* [DESCRIPTION OF THE TASK]: Below are the records; copy each line in which "every" can be found.

* [INPUT FOR THIS TASK]:

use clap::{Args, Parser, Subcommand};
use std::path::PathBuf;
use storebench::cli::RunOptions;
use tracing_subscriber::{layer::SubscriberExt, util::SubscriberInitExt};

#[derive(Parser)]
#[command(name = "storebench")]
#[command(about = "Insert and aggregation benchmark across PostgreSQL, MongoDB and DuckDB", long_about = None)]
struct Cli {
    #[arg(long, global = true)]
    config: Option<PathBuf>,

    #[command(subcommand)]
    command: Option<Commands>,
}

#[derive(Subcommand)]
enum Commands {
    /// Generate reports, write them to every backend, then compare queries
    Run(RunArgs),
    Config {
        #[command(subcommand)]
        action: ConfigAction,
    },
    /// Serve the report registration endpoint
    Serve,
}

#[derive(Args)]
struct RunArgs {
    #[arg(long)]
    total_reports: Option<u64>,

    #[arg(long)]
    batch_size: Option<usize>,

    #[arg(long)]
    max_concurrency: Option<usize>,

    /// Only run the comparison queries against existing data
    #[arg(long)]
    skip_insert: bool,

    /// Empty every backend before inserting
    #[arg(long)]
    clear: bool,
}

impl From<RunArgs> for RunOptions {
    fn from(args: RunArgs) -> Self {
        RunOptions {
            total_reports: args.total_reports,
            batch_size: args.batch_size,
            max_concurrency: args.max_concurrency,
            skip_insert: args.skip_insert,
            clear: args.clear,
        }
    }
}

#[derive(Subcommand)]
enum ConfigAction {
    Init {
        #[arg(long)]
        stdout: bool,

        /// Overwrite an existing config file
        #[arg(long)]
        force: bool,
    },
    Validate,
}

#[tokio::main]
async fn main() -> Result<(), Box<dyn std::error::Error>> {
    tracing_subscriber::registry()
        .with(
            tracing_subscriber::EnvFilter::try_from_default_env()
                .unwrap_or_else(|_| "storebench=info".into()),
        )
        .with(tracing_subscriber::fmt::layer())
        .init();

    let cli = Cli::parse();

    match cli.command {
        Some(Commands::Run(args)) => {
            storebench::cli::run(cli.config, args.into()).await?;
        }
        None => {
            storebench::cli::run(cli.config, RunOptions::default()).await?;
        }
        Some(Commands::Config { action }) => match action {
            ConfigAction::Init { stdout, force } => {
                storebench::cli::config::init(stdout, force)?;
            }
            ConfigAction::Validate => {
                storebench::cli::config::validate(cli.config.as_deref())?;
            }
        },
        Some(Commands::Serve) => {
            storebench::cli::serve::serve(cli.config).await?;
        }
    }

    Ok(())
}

* [ANSWER BELOW]:
    /// Generate reports, write them to every backend, then compare queries
    /// Empty every backend before inserting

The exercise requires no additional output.